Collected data
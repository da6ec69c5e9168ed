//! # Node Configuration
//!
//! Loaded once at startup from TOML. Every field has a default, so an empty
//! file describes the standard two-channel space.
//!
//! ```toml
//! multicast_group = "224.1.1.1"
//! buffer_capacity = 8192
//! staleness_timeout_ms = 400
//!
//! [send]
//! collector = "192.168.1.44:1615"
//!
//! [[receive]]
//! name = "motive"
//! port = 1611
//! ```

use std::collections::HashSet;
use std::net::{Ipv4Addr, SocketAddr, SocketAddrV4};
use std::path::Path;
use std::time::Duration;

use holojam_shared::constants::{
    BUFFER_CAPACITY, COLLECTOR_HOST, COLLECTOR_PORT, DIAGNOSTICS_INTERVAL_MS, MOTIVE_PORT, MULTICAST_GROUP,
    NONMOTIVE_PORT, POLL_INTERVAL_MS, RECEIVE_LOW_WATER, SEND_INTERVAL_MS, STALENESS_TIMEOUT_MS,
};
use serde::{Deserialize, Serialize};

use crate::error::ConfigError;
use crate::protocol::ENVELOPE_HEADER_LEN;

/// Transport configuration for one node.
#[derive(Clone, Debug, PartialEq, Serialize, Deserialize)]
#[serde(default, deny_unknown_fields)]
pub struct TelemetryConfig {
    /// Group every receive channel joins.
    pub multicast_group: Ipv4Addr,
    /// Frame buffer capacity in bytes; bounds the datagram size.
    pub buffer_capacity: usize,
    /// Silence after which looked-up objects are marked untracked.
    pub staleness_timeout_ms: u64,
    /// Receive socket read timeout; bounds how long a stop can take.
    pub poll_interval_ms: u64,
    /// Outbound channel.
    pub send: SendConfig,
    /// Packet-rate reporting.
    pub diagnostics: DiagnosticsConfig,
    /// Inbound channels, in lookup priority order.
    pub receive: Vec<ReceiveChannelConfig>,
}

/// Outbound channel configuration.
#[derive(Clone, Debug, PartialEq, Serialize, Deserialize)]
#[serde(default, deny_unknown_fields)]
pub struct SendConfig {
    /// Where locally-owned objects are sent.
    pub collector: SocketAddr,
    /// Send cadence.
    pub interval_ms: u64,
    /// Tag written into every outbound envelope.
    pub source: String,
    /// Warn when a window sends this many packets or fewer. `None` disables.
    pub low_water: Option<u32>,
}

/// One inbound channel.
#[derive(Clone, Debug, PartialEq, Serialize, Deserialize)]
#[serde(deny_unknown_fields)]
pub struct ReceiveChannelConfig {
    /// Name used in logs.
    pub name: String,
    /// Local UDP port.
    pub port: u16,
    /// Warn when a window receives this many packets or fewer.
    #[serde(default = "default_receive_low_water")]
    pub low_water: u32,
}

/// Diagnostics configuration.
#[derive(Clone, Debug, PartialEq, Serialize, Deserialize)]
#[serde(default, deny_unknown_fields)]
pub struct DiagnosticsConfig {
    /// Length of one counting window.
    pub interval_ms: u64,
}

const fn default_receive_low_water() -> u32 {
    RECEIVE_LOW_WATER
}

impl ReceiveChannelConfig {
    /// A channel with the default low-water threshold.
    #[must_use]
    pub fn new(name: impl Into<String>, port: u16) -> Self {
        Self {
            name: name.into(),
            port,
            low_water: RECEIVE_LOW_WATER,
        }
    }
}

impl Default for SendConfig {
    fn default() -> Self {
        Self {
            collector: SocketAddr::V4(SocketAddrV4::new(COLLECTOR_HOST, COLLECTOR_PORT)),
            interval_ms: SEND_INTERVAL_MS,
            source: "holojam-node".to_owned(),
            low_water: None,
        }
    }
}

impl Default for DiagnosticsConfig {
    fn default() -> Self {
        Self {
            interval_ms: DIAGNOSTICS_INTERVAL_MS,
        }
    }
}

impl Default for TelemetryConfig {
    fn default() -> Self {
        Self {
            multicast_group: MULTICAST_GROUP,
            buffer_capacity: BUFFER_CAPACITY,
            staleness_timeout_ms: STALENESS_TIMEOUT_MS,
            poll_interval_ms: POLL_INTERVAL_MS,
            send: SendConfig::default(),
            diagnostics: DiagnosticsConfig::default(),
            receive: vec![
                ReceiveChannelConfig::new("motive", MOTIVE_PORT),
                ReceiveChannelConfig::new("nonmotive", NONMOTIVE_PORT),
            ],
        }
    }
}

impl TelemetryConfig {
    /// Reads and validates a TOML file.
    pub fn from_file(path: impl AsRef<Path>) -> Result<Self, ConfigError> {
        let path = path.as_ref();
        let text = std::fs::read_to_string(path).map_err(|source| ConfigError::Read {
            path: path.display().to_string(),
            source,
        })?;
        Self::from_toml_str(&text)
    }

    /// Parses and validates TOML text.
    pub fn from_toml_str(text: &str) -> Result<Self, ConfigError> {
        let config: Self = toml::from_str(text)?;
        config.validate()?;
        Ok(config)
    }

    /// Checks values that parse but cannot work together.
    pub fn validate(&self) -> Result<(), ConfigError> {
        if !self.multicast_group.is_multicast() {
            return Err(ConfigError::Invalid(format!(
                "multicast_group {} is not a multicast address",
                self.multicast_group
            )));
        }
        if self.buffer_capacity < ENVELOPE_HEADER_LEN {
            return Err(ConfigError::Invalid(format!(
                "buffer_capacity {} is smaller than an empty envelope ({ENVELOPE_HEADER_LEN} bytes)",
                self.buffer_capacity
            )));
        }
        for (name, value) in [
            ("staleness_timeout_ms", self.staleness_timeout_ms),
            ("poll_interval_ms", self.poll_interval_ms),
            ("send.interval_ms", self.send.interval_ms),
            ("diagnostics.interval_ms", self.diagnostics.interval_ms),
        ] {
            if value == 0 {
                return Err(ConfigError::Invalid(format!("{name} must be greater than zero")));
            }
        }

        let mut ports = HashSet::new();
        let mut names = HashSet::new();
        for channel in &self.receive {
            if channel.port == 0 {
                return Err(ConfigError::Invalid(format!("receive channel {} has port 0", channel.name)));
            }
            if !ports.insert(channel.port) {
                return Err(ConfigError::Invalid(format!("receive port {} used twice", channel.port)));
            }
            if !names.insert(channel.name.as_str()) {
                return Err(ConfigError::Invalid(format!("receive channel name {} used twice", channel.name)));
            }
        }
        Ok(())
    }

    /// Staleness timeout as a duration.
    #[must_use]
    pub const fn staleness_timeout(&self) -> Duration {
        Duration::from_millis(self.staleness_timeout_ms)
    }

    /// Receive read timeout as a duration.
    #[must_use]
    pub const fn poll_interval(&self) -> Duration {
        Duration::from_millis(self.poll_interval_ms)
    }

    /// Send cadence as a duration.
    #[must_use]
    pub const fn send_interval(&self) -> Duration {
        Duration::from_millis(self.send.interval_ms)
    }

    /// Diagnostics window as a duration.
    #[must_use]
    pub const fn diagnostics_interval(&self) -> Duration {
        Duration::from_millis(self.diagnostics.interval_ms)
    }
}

* _YOUR GOAL_
For the string "cadence", return every line of the data where it appears.

* _OUTPUT_
    /// Send cadence.
    /// Send cadence as a duration.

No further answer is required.